ACTIVITY =
Report each line from the records where the string "AbortedMisconfiguration" turns up.

DATA PROVIDED =
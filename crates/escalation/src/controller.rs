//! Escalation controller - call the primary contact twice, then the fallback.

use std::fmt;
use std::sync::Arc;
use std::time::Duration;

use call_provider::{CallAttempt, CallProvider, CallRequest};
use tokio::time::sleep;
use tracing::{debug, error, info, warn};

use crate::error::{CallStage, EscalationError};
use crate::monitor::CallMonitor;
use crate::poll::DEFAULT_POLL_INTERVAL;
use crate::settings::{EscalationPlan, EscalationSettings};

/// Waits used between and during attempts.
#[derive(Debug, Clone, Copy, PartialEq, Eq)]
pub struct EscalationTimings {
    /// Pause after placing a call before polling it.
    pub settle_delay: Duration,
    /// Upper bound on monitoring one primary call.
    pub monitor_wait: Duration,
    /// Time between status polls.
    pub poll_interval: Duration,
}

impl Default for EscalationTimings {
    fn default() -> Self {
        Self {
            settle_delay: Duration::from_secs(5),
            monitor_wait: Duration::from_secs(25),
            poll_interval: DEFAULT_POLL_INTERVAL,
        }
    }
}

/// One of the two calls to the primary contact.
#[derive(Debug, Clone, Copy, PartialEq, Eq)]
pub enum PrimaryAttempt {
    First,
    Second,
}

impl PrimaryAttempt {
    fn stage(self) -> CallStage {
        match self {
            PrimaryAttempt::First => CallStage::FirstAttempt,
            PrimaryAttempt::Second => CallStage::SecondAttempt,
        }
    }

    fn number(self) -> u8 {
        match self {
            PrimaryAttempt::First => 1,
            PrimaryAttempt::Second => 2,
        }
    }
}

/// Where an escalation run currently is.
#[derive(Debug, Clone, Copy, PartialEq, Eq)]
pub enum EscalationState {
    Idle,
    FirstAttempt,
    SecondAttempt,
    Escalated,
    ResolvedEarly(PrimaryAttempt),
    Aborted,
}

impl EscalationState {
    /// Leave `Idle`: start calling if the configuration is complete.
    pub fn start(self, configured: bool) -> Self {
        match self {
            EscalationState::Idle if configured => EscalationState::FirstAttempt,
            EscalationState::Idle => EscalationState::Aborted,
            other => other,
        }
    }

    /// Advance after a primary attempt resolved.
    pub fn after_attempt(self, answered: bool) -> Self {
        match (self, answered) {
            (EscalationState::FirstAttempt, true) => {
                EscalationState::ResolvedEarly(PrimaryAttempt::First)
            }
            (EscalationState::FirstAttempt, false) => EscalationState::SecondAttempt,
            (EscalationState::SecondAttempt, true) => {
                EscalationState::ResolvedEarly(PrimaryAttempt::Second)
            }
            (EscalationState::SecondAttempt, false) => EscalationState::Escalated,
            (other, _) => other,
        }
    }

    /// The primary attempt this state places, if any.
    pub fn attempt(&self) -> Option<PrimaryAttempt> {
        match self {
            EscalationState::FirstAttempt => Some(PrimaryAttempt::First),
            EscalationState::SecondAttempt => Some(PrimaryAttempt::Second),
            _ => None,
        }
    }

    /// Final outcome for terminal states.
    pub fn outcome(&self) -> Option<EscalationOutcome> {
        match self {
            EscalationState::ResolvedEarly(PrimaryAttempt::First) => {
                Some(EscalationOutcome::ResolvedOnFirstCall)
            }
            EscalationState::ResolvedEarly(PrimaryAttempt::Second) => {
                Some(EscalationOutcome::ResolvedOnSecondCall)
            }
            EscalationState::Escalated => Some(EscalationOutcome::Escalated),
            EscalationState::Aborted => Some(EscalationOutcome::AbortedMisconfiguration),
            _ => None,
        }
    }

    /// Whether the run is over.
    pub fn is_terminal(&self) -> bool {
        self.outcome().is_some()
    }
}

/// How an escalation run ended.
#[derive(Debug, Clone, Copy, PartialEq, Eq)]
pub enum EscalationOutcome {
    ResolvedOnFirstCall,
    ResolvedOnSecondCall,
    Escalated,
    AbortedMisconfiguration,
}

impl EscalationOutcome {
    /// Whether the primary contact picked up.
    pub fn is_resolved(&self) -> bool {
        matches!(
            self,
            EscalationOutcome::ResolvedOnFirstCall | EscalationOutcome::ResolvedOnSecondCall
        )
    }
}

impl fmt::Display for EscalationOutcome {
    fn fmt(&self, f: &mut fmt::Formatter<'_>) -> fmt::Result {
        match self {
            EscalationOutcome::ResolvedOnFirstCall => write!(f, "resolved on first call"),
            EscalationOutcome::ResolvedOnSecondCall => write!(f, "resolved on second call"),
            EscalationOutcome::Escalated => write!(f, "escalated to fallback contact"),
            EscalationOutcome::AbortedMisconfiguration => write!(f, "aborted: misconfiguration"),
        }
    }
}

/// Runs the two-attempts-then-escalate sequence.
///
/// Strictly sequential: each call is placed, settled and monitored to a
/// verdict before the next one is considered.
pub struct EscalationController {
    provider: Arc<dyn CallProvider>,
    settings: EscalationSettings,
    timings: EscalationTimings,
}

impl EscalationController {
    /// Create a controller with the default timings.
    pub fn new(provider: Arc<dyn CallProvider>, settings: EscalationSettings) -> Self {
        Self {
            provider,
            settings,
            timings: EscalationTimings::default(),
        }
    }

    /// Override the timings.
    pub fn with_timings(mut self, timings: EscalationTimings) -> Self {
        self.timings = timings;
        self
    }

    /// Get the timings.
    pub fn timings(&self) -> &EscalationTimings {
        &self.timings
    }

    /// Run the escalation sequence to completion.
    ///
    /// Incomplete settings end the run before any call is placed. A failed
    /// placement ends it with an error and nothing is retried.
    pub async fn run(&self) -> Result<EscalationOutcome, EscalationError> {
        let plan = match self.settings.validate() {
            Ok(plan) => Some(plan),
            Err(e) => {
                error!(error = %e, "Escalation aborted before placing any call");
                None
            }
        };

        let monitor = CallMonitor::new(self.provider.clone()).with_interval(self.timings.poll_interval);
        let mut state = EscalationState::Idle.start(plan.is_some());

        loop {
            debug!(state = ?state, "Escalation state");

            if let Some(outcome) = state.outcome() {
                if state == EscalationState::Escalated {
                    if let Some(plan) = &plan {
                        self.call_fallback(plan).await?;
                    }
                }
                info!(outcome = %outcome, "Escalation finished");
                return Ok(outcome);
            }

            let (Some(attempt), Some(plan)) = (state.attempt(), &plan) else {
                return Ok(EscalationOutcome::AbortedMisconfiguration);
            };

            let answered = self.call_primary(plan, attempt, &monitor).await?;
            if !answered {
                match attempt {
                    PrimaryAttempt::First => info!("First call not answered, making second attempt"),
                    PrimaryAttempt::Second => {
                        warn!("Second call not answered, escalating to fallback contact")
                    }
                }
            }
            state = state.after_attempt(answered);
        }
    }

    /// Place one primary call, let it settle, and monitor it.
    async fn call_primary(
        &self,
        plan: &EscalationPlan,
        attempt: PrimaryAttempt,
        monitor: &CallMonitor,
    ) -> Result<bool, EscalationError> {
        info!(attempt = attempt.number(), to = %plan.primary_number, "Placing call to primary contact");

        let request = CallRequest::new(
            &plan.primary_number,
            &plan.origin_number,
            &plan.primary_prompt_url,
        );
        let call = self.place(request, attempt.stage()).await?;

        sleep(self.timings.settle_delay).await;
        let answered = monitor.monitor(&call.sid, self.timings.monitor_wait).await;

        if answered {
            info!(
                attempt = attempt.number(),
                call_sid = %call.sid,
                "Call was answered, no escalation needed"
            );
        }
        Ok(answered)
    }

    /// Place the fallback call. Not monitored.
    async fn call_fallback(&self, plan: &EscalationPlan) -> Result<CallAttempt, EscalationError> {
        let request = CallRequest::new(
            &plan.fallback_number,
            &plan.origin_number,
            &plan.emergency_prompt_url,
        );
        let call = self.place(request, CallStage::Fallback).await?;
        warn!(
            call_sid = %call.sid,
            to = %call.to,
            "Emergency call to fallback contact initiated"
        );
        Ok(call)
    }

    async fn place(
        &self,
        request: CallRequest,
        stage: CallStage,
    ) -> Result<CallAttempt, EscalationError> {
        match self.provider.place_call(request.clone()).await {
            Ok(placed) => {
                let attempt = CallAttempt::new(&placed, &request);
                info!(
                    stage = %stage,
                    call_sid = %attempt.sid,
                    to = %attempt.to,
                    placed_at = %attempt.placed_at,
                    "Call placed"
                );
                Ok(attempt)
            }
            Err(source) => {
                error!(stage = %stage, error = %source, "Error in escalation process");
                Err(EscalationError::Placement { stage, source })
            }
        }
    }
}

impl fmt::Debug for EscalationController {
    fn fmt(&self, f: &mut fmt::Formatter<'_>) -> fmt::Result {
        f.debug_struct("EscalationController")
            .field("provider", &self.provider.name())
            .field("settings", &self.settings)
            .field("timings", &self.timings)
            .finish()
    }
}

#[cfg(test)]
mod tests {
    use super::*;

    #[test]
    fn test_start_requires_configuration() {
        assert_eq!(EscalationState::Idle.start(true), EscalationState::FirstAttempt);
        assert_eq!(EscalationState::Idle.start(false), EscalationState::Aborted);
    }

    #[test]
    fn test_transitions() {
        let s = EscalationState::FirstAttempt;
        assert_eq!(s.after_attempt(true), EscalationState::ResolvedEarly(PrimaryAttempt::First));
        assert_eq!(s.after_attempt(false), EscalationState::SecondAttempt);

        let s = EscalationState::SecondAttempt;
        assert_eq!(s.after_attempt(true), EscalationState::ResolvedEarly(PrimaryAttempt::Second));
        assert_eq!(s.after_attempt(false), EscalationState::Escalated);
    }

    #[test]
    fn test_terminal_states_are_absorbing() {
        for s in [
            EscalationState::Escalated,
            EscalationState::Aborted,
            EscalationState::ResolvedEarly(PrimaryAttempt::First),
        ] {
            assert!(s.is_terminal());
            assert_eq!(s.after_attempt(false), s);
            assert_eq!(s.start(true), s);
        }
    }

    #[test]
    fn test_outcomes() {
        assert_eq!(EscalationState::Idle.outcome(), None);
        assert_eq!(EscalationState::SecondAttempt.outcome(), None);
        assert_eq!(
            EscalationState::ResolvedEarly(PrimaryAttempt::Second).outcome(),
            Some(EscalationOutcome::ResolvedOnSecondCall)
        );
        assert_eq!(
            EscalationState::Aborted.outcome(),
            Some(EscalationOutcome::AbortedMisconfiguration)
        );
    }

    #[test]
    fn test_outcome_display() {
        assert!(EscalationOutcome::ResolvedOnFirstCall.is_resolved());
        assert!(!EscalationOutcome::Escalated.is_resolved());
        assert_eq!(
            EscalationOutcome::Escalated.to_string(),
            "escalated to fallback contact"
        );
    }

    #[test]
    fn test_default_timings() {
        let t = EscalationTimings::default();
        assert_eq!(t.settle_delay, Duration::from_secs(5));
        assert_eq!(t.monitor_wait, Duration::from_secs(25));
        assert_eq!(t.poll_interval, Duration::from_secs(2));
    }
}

ANSWER SECTION =
            EscalationState::Aborted => Some(EscalationOutcome::AbortedMisconfiguration),
    AbortedMisconfiguration,
            EscalationOutcome::AbortedMisconfiguration => write!(f, "aborted: misconfiguration"),
                return Ok(EscalationOutcome::AbortedMisconfiguration);
            Some(EscalationOutcome::AbortedMisconfiguration)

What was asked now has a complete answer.